What the task requires:
Filter the entries below, keeping every line that has the word "ChargeTo".
Recorded data: Begin
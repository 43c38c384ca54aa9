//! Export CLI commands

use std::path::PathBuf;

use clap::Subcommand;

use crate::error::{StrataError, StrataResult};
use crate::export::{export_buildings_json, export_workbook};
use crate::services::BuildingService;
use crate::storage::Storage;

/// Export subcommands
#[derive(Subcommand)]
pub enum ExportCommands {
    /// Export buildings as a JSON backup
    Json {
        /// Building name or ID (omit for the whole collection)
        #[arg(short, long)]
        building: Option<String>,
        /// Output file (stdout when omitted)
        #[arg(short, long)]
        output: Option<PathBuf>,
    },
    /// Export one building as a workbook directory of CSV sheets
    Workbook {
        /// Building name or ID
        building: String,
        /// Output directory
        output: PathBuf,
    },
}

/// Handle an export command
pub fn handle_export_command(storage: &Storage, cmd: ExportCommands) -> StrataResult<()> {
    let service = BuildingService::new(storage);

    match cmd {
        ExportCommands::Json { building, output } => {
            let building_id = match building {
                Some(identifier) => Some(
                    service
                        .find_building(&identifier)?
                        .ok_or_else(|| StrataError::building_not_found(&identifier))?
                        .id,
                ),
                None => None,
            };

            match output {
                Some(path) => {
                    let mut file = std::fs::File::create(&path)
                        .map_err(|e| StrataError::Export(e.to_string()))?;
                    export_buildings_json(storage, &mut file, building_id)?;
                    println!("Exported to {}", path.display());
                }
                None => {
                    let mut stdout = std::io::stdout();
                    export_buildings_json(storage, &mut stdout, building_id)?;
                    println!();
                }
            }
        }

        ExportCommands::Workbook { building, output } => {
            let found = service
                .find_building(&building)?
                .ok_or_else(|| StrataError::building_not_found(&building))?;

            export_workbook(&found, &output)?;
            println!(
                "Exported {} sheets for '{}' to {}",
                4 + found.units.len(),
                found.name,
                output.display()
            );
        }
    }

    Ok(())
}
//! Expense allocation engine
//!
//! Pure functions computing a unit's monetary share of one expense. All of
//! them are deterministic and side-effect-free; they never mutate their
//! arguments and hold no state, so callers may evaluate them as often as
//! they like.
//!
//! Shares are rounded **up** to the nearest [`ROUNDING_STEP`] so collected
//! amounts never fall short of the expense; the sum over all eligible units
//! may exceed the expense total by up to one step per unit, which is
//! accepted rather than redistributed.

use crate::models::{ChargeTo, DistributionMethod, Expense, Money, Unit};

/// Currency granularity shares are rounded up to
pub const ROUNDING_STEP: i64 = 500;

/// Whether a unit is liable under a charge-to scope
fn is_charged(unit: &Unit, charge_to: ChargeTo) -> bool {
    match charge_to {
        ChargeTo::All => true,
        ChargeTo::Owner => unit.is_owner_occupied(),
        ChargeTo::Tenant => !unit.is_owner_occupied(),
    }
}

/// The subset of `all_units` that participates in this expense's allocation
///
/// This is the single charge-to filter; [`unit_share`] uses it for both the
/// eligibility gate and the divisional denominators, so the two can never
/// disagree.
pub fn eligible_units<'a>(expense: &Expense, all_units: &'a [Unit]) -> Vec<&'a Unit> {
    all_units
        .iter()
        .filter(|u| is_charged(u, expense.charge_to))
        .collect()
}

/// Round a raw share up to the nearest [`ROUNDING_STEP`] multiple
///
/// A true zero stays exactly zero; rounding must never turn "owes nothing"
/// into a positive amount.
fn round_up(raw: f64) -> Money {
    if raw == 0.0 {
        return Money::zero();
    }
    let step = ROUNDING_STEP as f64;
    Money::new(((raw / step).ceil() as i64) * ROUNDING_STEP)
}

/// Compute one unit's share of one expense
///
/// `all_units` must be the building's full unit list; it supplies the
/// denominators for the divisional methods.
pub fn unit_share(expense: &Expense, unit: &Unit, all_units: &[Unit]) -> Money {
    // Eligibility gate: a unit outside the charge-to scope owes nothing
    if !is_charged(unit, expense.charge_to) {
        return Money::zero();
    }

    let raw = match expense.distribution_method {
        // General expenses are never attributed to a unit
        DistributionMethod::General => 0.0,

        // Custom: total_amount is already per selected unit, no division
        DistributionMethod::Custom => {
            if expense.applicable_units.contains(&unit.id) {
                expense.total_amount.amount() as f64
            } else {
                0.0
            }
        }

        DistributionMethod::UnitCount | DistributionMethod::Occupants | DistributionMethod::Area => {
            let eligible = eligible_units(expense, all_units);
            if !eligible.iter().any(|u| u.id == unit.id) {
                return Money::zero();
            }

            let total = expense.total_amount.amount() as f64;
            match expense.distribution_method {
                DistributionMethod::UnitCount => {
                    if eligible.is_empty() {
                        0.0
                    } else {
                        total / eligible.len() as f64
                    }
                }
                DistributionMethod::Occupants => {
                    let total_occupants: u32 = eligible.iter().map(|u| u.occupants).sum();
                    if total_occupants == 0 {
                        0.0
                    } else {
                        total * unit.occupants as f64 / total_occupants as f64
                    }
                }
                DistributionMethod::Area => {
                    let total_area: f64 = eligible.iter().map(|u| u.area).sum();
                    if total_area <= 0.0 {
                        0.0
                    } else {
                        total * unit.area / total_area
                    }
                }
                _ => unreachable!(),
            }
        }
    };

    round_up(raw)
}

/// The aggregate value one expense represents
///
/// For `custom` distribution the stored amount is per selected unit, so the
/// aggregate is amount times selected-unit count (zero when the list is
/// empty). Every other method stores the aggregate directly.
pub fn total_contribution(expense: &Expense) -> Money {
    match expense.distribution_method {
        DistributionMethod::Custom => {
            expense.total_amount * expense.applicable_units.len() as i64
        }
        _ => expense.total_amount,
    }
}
Recorded data: End
Response box:
use crate::models::{ChargeTo, DistributionMethod, Expense, Money, Unit};
fn is_charged(unit: &Unit, charge_to: ChargeTo) -> bool {
        ChargeTo::All => true,
        ChargeTo::Owner => unit.is_owner_occupied(),
        ChargeTo::Tenant => !unit.is_owner_occupied(),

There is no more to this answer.